28. Bölüm: "Başka Bir Evrende"

2.6K 250 83
                                    

Oy vermeyi ve yorum yapmayı unutmayın!

Bilgi ve alıntı için Instagram hesabım yusra.ergunn

Tiktok hesabım yusraergnkitapları

Bölüm şarkısı : Madrigal -Seni Dert Etmeler

Keyifli Okumalar 🤎


Bir gün önce Asilkan konağı

Mehmet babasının elindeki kağıtla kapıdan döndüğünü görünce merakla ona doğru ilerledi.

"Bu ne baba?"

Haşim Bey'in gözleri ağır ağır oğlunu buldu. Yüzü sert, bakışları katıydı.

"Babasının kızı," diye söylendi. Mehmet iyice meraklanmıştı. İkisi arasında geçen konuşmayı diğerleri duymuyordu. Herkes kendi halinde kahvaltısıyla uğraşıyordu. Bir tek Meryem Hanım üzgün gözlerle sadece sofrayı izliyordu. Torununun gitmesi ona tıpkı oğlunun gidişi gibi koymuştu. Melek'i oğlunun yerine koymuş, acısını onunla bastırmıştı. Şimdi o da yoktu. Melek bilmiyordu ama dedesi gibi inatçıydı. Meryem Hanım bunlarla ne yapacağını bilmiyordu.

"Baba?" dedi Mehmet bir kez daha.

"Melek, döndüklerinde karşılarında durmamam için önceden önlem almış."

Mehmet duyduklarına şaşırmıştı. "Döndüklerinde mi? Kiminle?"

"Demir ile?"

Mehmet babasının söylediklerinden bir şey anlayamamıştı.

"Nasıl?" Karışan kafasıyla kaşlarını çattı. "Demir şirkete gitti."

"Melek Demir'in peşinden gideceğine emin, öyle yazmış."

Elindeki mektubu kaldırıp yaşlılıktan dolayı bozulan gözleriyle zar zor görebildiği kelimeleri bir kez daha okudu.

Kızma bana dede, gidiyorum evet ama bu sefer daha sağlam gelebilmek için, geri dönüş yollarını kapatabilmek için... Döneceğim, döneceğiz. Çünkü gitmek bize iyi gelecek...

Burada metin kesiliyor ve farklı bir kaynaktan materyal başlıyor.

//! Step-set catalog
//!
//! A step set is the declarative description of one target: where to sign
//! in, where the workflow starts, the ordered steps, and how to read back the
//! published URL. Two sets are built in; more can be loaded from TOML.

use std::collections::{BTreeMap, HashSet};
use std::fs;
use std::path::Path;

use serde::{Deserialize, Serialize};
use url::Url;

use crate::core::{
    CompletionCheck, Interaction, LocatorCandidate, Result, SitepilotError, StepAction, StepKind,
    WorkflowStep,
};

/// Where the published URL is read from
#[derive(Debug, Clone, PartialEq, Eq, Serialize, Deserialize)]
pub struct UrlCapture {
    pub candidates: Vec<LocatorCandidate>,
    #[serde(default = "default_attribute")]
    pub attribute: String,
}

fn default_attribute() -> String {
    "href".to_string()
}

/// Declarative workflow for one target
#[derive(Debug, Clone, PartialEq, Eq, Serialize, Deserialize)]
pub struct StepSet {
    pub name: String,
    #[serde(default)]
    pub description: String,
    pub login_url: String,
    pub start_url: String,
    /// Defaults for `${name}` placeholders; an empty default means required
    #[serde(default)]
    pub variables: BTreeMap<String, String>,
    #[serde(default, skip_serializing_if = "Option::is_none")]
    pub url_capture: Option<UrlCapture>,
    pub steps: Vec<WorkflowStep>,
}

/// A step set with its placeholders filled in, ready to run
#[derive(Debug, Clone, PartialEq, Eq)]
pub struct WorkflowPlan {
    pub name: String,
    pub login_url: String,
    pub start_url: String,
    pub steps: Vec<WorkflowStep>,
    pub url_capture: Option<UrlCapture>,
}

/// Replace `${name}` placeholders from `vars`
pub fn expand_placeholders(text: &str, vars: &BTreeMap<String, String>) -> Result<String> {
    let mut out = String::with_capacity(text.len());
    let mut rest = text;

    while let Some(start) = rest.find("${") {
        out.push_str(&rest[..start]);
        let after = &rest[start + 2..];
        let end = after.find('}').ok_or_else(|| {
            SitepilotError::config(format!("Unterminated placeholder in '{}'", text))
        })?;
        let name = after[..end].trim();
        match vars.get(name) {
            Some(value) if !value.is_empty() => out.push_str(value),
            _ => {
                return Err(SitepilotError::config(format!(
                    "Variable '{}' is required (pass --var {}=...)",
                    name, name
                )))
            }
        }
        rest = &after[end + 1..];
    }

    out.push_str(rest);
    Ok(out)
}

fn check_url(field: &str, value: &str) -> Result<()> {
    // Placeholders are checked after expansion
    if value.contains("${") {
        return Ok(());
    }
    Url::parse(value)
        .map(|_| ())
        .map_err(|e| SitepilotError::config(format!("{} '{}' is not a valid URL: {}", field, value, e)))
}

impl StepSet {
    /// Structural checks: URLs, candidates, unique names, and phase order
    /// create* fill* publish+
    pub fn validate(&self) -> Result<()> {
        check_url("login_url", &self.login_url)?;
        check_url("start_url", &self.start_url)?;

        if self.steps.is_empty() {
            return Err(SitepilotError::config(format!("Step set '{}' has no steps", self.name)));
        }

        let mut names = HashSet::new();
        let mut phase = StepKind::Create;
        for step in &self.steps {
            if !names.insert(step.name.as_str()) {
                return Err(SitepilotError::config(format!(
                    "Step set '{}' has two steps named '{}'",
                    self.name, step.name
                )));
            }
            if step.candidates.is_empty() {
                return Err(SitepilotError::config(format!(
                    "Step '{}' has no locator candidates",
                    step.name
                )));
            }
            if let Some(url) = &step.navigate {
                check_url("navigate", url)?;
            }
            let rank = |k: StepKind| match k {
                StepKind::Create => 0,
                StepKind::Fill => 1,
                StepKind::Publish => 2,
            };
            if rank(step.kind) < rank(phase) {
                return Err(SitepilotError::config(format!(
                    "Step '{}' ({}) comes after a {} step; order must be create, fill, publish",
                    step.name, step.kind, phase
                )));
            }
            phase = step.kind;
        }

        if phase != StepKind::Publish {
            return Err(SitepilotError::config(format!(
                "Step set '{}' needs at least one publish step",
                self.name
            )));
        }
        Ok(())
    }

    /// Fill in placeholders, `overrides` taking precedence over defaults
    pub fn resolve(&self, overrides: &BTreeMap<String, String>) -> Result<WorkflowPlan> {
        self.validate()?;

        let mut vars = self.variables.clone();
        vars.extend(overrides.iter().map(|(k, v)| (k.clone(), v.clone())));

        let expand_action = |action: &StepAction| -> Result<StepAction> {
            Ok(match action {
                StepAction::Click => StepAction::Click,
                StepAction::Type { text } => StepAction::Type {
                    text: expand_placeholders(text, &vars)?,
                },
                StepAction::Composite { sequence } => StepAction::Composite {
                    sequence: sequence
                        .iter()
                        .map(|i| match i {
                            Interaction::Type { text } => Ok(Interaction::Type {
                                text: expand_placeholders(text, &vars)?,
                            }),
                            other => Ok(other.clone()),
                        })
                        .collect::<Result<_>>()?,
                },
            })
        };

        let steps = self
            .steps
            .iter()
            .map(|step| {
                let mut step = step.clone();
                step.action = expand_action(&step.action)?;
                step.navigate = step
                    .navigate
                    .as_deref()
                    .map(|u| expand_placeholders(u, &vars))
                    .transpose()?;
                Ok(step)
            })
            .collect::<Result<Vec<_>>>()?;

        let login_url = expand_placeholders(&self.login_url, &vars)?;
        let start_url = expand_placeholders(&self.start_url, &vars)?;
        check_url("login_url", &login_url)?;
        check_url("start_url", &start_url)?;

        Ok(WorkflowPlan {
            name: self.name.clone(),
            login_url,
            start_url,
            steps,
            url_capture: self.url_capture.clone(),
        })
    }

    /// Site builder: create a named site and publish it
    pub fn site_builder() -> Self {
        let create_buttons = vec![
            LocatorCandidate::xpath("//button[contains(text(),'Create')]"),
            LocatorCandidate::xpath("//a[contains(text(),'Create new site')]"),
            LocatorCandidate::xpath("//div[contains(text(),'Create new site')]"),
            LocatorCandidate::xpath("//button[contains(@aria-label,'Create')]"),
        ];
        let publish_buttons = vec![
            LocatorCandidate::xpath("//button[contains(text(),'Publish')]"),
            LocatorCandidate::xpath("//button[contains(@aria-label,'Publish')]"),
            LocatorCandidate::role("button[Publish]"),
        ];

        let mut variables = BTreeMap::new();
        variables.insert("site_name".to_string(), String::new());

        Self {
            name: "site-builder".to_string(),
            description: "Create a new site, name it, and publish it".to_string(),
            login_url: "https://sites.google.com".to_string(),
            start_url: "https://sites.google.com".to_string(),
            variables,
            url_capture: Some(UrlCapture {
                candidates: vec![
                    LocatorCandidate::css("a[href*='sites.google.com/view']"),
                    LocatorCandidate::css("div[role='dialog'] a[href^='https://']"),
                ],
                attribute: default_attribute(),
            }),
            steps: vec![
                WorkflowStep::new("open-create", StepKind::Create, create_buttons, StepAction::Click),
                WorkflowStep::new(
                    "site-name",
                    StepKind::Create,
                    vec![
                        LocatorCandidate::placeholder("Enter a site name"),
                        LocatorCandidate::placeholder("Site name"),
                        LocatorCandidate::css("input[class*='name-input']"),
                    ],
                    StepAction::type_text("${site_name}"),
                ),
                WorkflowStep::new(
                    "confirm-create",
                    StepKind::Create,
                    vec![
                        LocatorCandidate::xpath("//button[contains(text(),'Create')]"),
                        LocatorCandidate::xpath("//button[contains(text(),'Continue')]"),
                        LocatorCandidate::css("button[type='submit']"),
                    ],
                    StepAction::Click,
                ),
                WorkflowStep::new("publish", StepKind::Publish, publish_buttons, StepAction::Click),
                WorkflowStep::new(
                    "confirm-publish",
                    StepKind::Publish,
                    vec![
                        LocatorCandidate::xpath("//div[@role='dialog']//button[contains(text(),'Publish')]"),
                        LocatorCandidate::css("div[role='dialog'] button[data-id='publish']"),
                    ],
                    StepAction::Click,
                )
                .with_critical(false),
            ],
        }
    }

    /// Listing console: update an existing business listing's name and
    /// description
    pub fn listing_console() -> Self {
        let mut variables = BTreeMap::new();
        variables.insert("business_name".to_string(), String::new());
        variables.insert("description".to_string(), String::new());

        Self {
            name: "listing-console".to_string(),
            description: "Open the business listing, edit name and description, save".to_string(),
            login_url: "https://business.google.com/manage/".to_string(),
            start_url: "https://business.google.com/manage/".to_string(),
            variables,
            url_capture: None,
            steps: vec![
                WorkflowStep::new(
                    "open-listing",
                    StepKind::Fill,
                    vec![LocatorCandidate::css("a[href*='/w/']")],
                    StepAction::Click,
                )
                .with_critical(false),
                WorkflowStep::new(
                    "edit-profile",
                    StepKind::Fill,
                    vec![
                        LocatorCandidate::xpath("//button[contains(text(),'Edit')]"),
                        LocatorCandidate::role("button[Edit profile]"),
                    ],
                    StepAction::Click,
                )
                .with_critical(false),
                WorkflowStep::new(
                    "business-name",
                    StepKind::Fill,
                    vec![
                        LocatorCandidate::aria_label("Business name"),
                        LocatorCandidate::css("input[aria-label*='Business']"),
                        LocatorCandidate::css("input[name*='name']"),
                    ],
                    StepAction::type_text("${business_name}"),
                ),
                WorkflowStep::new(
                    "description",
                    StepKind::Fill,
                    vec![
                        LocatorCandidate::css("textarea[aria-label*='escription']"),
                        LocatorCandidate::css("textarea[name*='description']"),
                        LocatorCandidate::css("textarea[aria-label*='About']"),
                    ],
                    StepAction::type_text("${description}"),
                ),
                WorkflowStep::new(
                    "save",
                    StepKind::Publish,
                    vec![
                        LocatorCandidate::xpath("//button[contains(text(),'Save')]"),
                        LocatorCandidate::role("button[Save]"),
                    ],
                    StepAction::Click,
                )
                .with_completion(CompletionCheck::None),
            ],
        }
    }
}

/// File format for extra step sets
#[derive(Debug, Deserialize)]
struct StepSetFile {
    #[serde(default)]
    step_set: Vec<StepSet>,
}

/// Named step sets available to the CLI
#[derive(Debug, Clone)]
pub struct StepCatalog {
    sets: BTreeMap<String, StepSet>,
}

impl StepCatalog {
    /// Catalog with the built-in sets
    pub fn builtin() -> Self {
        let mut sets = BTreeMap::new();
        for set in [StepSet::site_builder(), StepSet::listing_console()] {
            sets.insert(set.name.clone(), set);
        }
        Self { sets }
    }

    /// Add the `[[step_set]]` entries of a TOML document; same-named sets
    /// replace earlier ones
    pub fn extend_from_toml(&mut self, content: &str) -> Result<usize> {
        let file: StepSetFile = toml::from_str(content)?;
        let count = file.step_set.len();
        for set in file.step_set {
            set.validate()?;
            self.sets.insert(set.name.clone(), set);
        }
        Ok(count)
    }

    pub fn extend_from_file(&mut self, path: &Path) -> Result<usize> {
        let content = fs::read_to_string(path).map_err(|e| {
            SitepilotError::config(format!("Failed to read step file {}: {}", path.display(), e))
        })?;
        self.extend_from_toml(&content)
    }

    pub fn get(&self, name: &str) -> Result<&StepSet> {
        self.sets.get(name).ok_or_else(|| {
            SitepilotError::config(format!(
                "Unknown step set '{}'. Available: {}",
                name,
                self.names().join(", ")
            ))
        })
    }

    pub fn names(&self) -> Vec<&str> {
        self.sets.keys().map(String::as_str).collect()
    }

    pub fn iter(&self) -> impl Iterator<Item = &StepSet> {
        self.sets.values()
    }
}

impl Default for StepCatalog {
    fn default() -> Self {
        Self::builtin()
    }
}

Torununun gidişi planlıydı. Kendisi tarafından olabilecek bir engeli önlemeyi düşünerek ona bu notu bırakmıştı. Doğrusu torununun zekasına hayran kaldığını inkar edemezdi. Zekiydi ve gözü kara... Eh biraz da kendisine benziyordu. Gururlu bir gülümseme ile dudakları kıvrıldı.

Elindeki mektubu oğluna uzattı. Mehmet okuduklarıyla kaşları havalandı, hayretler içindeydi.

"Bence dedesinin torunu," dedi babasına gülümseyerek. Yeğeni babasının ince zekasını ve uyanıklığını hakkıyla almıştı.

İki adam sofraya oturup kahvaltı yaparken Meryem Hanım kocasının bu rahatlığına öfkelenmişti.

"Torunun gitti ve sen hiçbir şey yapmayacak mısın Haşim Bey?"

"Gitmek kendi kararıydı, üstelik Demir ile sorunları yüzünden gitti."

Karısı bir gidişe daha engel olmadığı için yine onu suçluyordu. Oğulları gittiğinde de aylarca onunla konuşmamış yüzüne bakmamıştı. Ancak bu defa her şey onun dışında gelişmişti.